In fact, there is empirical evidence that the principle I am speaking about actually plays out in “real life”.  On some level, it’s really just common sense.  However, there is a bit of a technology behind the use of intention and that is what I teach people in the Weight Release Program™.

 Over the past 20 or 30 years the interest in this type of natural law or principle has really picked up momentum.  In fact, today, there is very legitimate science backing up the claims that intention directs experience.

 The scientific term used to explain the principle is called “micro-psychokenisis” – that is the term coined by scientists at Princeton University’s PEAR laboratory – basically this is the science of measuring the effect of thought (the energetic power of the mind) on random events.  Scientists study this principle by simulating random events, similar to a coin toss, where laws of probability and statistics can be applied, then measuring what effect a “held thought” has on the outcome.  The scientists use what they call REGs, which stands for random event generators, where just as in a coin toss the odds are basically “50/50” – half of the time the coin will come up heads and half of the time the coin will come up tails, then they have a person bring a focused awareness to a particular outcome to see if it changes the 50/50 rule.  What the studies (and I mean lots of studies in many different circumstances and under different conditions) have shown is that intention – “the projection of awareness, with purpose and efficacy, toward some object or outcome” (that is the Institute of Noetic Sciences language), profoundly effects the outcome. 

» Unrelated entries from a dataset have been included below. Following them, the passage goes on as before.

/// Check envelope structure, collecting every violation.
pub fn validate_structure(message: &str) -> EngineResult<()> {
    let mut errors = Vec::new();
    let trimmed = message.trim();

    if !trimmed.starts_with("ISA") {
        errors.push("Missing interchange header (ISA)".to_string());
    }
    if !trimmed.ends_with(SEGMENT_TERMINATOR) {
        errors.push("Message does not end with a segment terminator".to_string());
    }

    let mut counts: HashMap<&str, usize> = HashMap::new();
    for segment in segments(trimmed) {
        if let Some(id) = segment.first() {
            *counts.entry(*id).or_default() += 1;
        }
    }
    let count = |id: &str| counts.get(id).copied().unwrap_or(0);

    if count("IEA") == 0 {
        errors.push("Missing interchange trailer (IEA)".to_string());
    }
    let envelopes = [
        ("ISA", "IEA", "interchange"),
        ("GS", "GE", "functional group"),
        ("ST", "SE", "transaction set"),
    ];
    for (header, trailer, name) in envelopes {
        if count(header) != count(trailer) {
            errors.push(format!(
                "Unbalanced {name}: {} {header} vs {} {trailer}",
                count(header),
                count(trailer)
            ));
        }
    }

    if errors.is_empty() {
        Ok(())
    } else {
        Err(EligibilityError::StructuralParseFailure(errors))
    }
}

/// Coverage details for one service type
#[derive(Debug, Clone, PartialEq, Default)]
pub struct ServiceBenefit {
    pub service_type: String,
    pub coverage_percentage: Option<f64>,
    pub copay: Option<f64>,
}

#[derive(Debug, Clone, PartialEq, Default)]
pub struct Subscriber {
    pub last_name: Option<String>,
    pub first_name: Option<String>,
    pub member_id: Option<String>,
}

/// Fields extracted from a 271 response
#[derive(Debug, Clone, PartialEq, Default)]
pub struct X12Eligibility {
    pub subscriber: Subscriber,
    pub active: bool,
    pub effective_date: Option<NaiveDate>,
    pub termination_date: Option<NaiveDate>,
    pub deductible_annual: Option<f64>,
    pub deductible_remaining: Option<f64>,
    pub out_of_pocket_annual: Option<f64>,
    pub out_of_pocket_remaining: Option<f64>,
    /// Plan-level coinsurance and copay, not tied to a service type
    pub coverage_percentage: Option<f64>,
    pub copay: Option<f64>,
    pub service_benefits: Vec<ServiceBenefit>,
    pub messages: Vec<String>,
}

impl X12Eligibility {
    pub fn service_benefit(&self, service_type: &str) -> Option<&ServiceBenefit> {
        self.service_benefits.iter().find(|b| b.service_type == service_type)
    }

    /// Apply `update` to the benefit for `service_type`, creating it first if needed.
    fn update_service_benefit(&mut self, service_type: &str, update: impl FnOnce(&mut ServiceBenefit)) {
        match self.service_benefits.iter_mut().find(|b| b.service_type == service_type) {
            Some(benefit) => update(benefit),
            None => {
                let mut benefit = ServiceBenefit {
                    service_type: service_type.to_string(),
                    ..ServiceBenefit::default()
                };
                update(&mut benefit);
                self.service_benefits.push(benefit);
            }
        }
    }
}

/// Parse a 271 response. `today` decides activity when no explicit
/// active/inactive benefit is present.
pub fn parse_response(message: &str, today: NaiveDate) -> EngineResult<X12Eligibility> {
    validate_structure(message)?;

    let mut result = X12Eligibility::default();
    let mut coverage_flag: Option<bool> = None;

    for segment in segments(message) {
        match segment.first().copied() {
            Some("NM1") if element(&segment, 1) == Some("IL") => {
                result.subscriber = Subscriber {
                    last_name: element(&segment, 3).map(str::to_string),
                    first_name: element(&segment, 4).map(str::to_string),
                    member_id: element(&segment, 9).map(str::to_string),
                };
            }
            Some("DTP") => parse_date_segment(&segment, &mut result)?,
            Some("EB") => parse_benefit_segment(&segment, &mut result, &mut coverage_flag)?,
            Some("MSG") => {
                if let Some(text) = element(&segment, 1) {
                    result.messages.push(text.to_string());
                }
            }
            _ => {}
        }
    }

    result.active = coverage_flag.unwrap_or_else(|| {
        result.effective_date.is_some_and(|start| {
            start <= today && result.termination_date.map_or(true, |end| today <= end)
        })
    });
    Ok(result)
}

fn parse_date_segment(segment: &[&str], result: &mut X12Eligibility) -> EngineResult<()> {
    let qualifier = element(segment, 1);
    let format = element(segment, 2);
    let Some(value) = element(segment, 3) else {
        return Ok(());
    };
    match (qualifier, format) {
        (Some("291"), Some("RD8")) => {
            let (start, end) = value
                .split_once('-')
                .ok_or_else(|| EligibilityError::MalformedResponse(format!("invalid date range {value}")))?;
            result.effective_date = Some(parse_date(start)?);
            result.termination_date = Some(parse_date(end)?);
        }
        (Some("291"), _) => result.effective_date = Some(parse_date(value)?),
        (Some("292"), _) => result.termination_date = Some(parse_date(value)?),
        _ => {}
    }
    Ok(())
}

fn parse_date(value: &str) -> EngineResult<NaiveDate> {
    NaiveDate::parse_from_str(value, "%Y%m%d")
        .map_err(|_| EligibilityError::MalformedResponse(format!("invalid D8 date {value}")))
}

fn parse_amount(value: &str) -> EngineResult<f64> {
    value
        .parse::<f64>()
        .ok()
        .filter(|v| v.is_finite())
        .ok_or_else(|| EligibilityError::MalformedResponse(format!("invalid monetary amount {value}")))
}

fn parse_benefit_segment(
    segment: &[&str],
    result: &mut X12Eligibility,
    coverage_flag: &mut Option<bool>,
) -> EngineResult<()> {
    let code = element(segment, 1);
    let individual = element(segment, 2).map_or(true, |level| level == "IND");
    let service_type = element(segment, 3);
    let remaining = element(segment, 6) == Some(REMAINING_PERIOD);
    let amount = element(segment, 7).map(parse_amount).transpose()?;
    let percent = element(segment, 8).map(parse_amount).transpose()?;

    match code {
        Some("1") => *coverage_flag = Some(true),
        Some("6") => {
            if *coverage_flag != Some(true) {
                *coverage_flag = Some(false);
            }
        }
        Some("C") if individual => {
            if remaining {
                result.deductible_remaining = amount.or(result.deductible_remaining);
            } else {
                result.deductible_annual = amount.or(result.deductible_annual);
            }
        }
        Some("G") if individual => {
            if remaining {
                result.out_of_pocket_remaining = amount.or(result.out_of_pocket_remaining);
            } else {
                result.out_of_pocket_annual = amount.or(result.out_of_pocket_annual);
            }
        }
        Some("A") if individual => {
            // EB08 carries the patient's share, either as a fraction or a percent.
            if let Some(share) = percent {
                let share = if share <= 1.0 { share * 100.0 } else { share };
                let coverage = (100.0 - share).clamp(0.0, 100.0);
                match service_type {
                    Some(st) => result.update_service_benefit(st, |b| b.coverage_percentage = Some(coverage)),
                    None => result.coverage_percentage = Some(coverage),
                }
            }
        }
        Some("B") if individual => {
            if let Some(copay) = amount {
                match service_type {
                    Some(st) => result.update_service_benefit(st, |b| b.copay = Some(copay)),
                    None => result.copay = Some(copay),
                }
            }
        }
        _ => {}
    }
    Ok(())
}

/// Channel that carries 270 inquiries to a payer and returns the 271.
#[async_trait]
pub trait EdiTransport: Send + Sync {
    async fn exchange(&self, provider: &ProviderProfile, inquiry: String) -> EngineResult<String>;
}

/// Transport used when no EDI channel is configured. Always unavailable,
/// so the orchestrator moves on to the next channel.
#[derive(Debug, Default, Clone, Copy)]
pub struct UnroutedTransport;

#[async_trait]
impl EdiTransport for UnroutedTransport {
    async fn exchange(&self, provider: &ProviderProfile, _inquiry: String) -> EngineResult<String> {
        Err(EligibilityError::TransportUnavailable(format!(
            "no EDI channel configured for {}",
            provider.id
        )))
    }
}

pub struct X12Adapter {
    transport: Arc<dyn EdiTransport>,
    sender: InterchangeSender,
    next_control: AtomicU32,
}

impl X12Adapter {
    pub fn new(transport: Arc<dyn EdiTransport>, sender: InterchangeSender) -> Self {
        let seed = Utc::now().timestamp_millis().rem_euclid(i64::from(CONTROL_NUMBER_MODULUS));
        Self {
            transport,
            sender,
            next_control: AtomicU32::new(u32::try_from(seed).unwrap_or(1)),
        }
    }

    fn control_number(&self) -> u32 {
        self.next_control.fetch_add(1, Ordering::Relaxed) % CONTROL_NUMBER_MODULUS
    }
}

#[async_trait]
impl ProtocolAdapter for X12Adapter {
    fn protocol(&self) -> ProtocolVariant {
        ProtocolVariant::X12
    }

    #[instrument(skip_all, fields(provider_id = %provider.id))]
    async fn query_eligibility(
        &self,
        provider: &ProviderProfile,
        query: &EligibilityQuery,
    ) -> EngineResult<RawProviderResponse> {
        let now = Utc::now();
        let inquiry = build_inquiry(query, &self.sender, self.control_number(), now);
        let response = self.transport.exchange(provider, inquiry).await?;
        debug!(bytes = response.len(), "Received 271 response");
        let parsed = parse_response(&response, now.date_naive())?;
        Ok(RawProviderResponse::X12(parsed))
    }
}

 Intention absolutely increases the probability of a particular intended result occurring.

 So, back to the question, “how does intention fit with weight release?

I want to say a little about the unfocused mind – just think about it – when you are unfocused – bored, distracted, pre-occupied, whatever – what are the chances of you overeating? 

The patterns of behavior that cause weight related issues are unconscious – they are unconscious patterns of behavior.  In order to interrupt these patterns you must become conscious of them – more importantly you must become conscious of what is underneath the habits.  Again, the intention process alone does not constitute the entire Service to Self™ process, but it is the foundation.  The Service to Self™ process is a commitment to consciousness – that is what it is.  Remember, intention is directed focus – consider this in the context of your unhealthy eating – your unhealthy eating is unfocused and unconscious.  When you understand and begin working with intention you are being conscious of the choices you are making – the unintended consequences of being unconscious end – that’s it.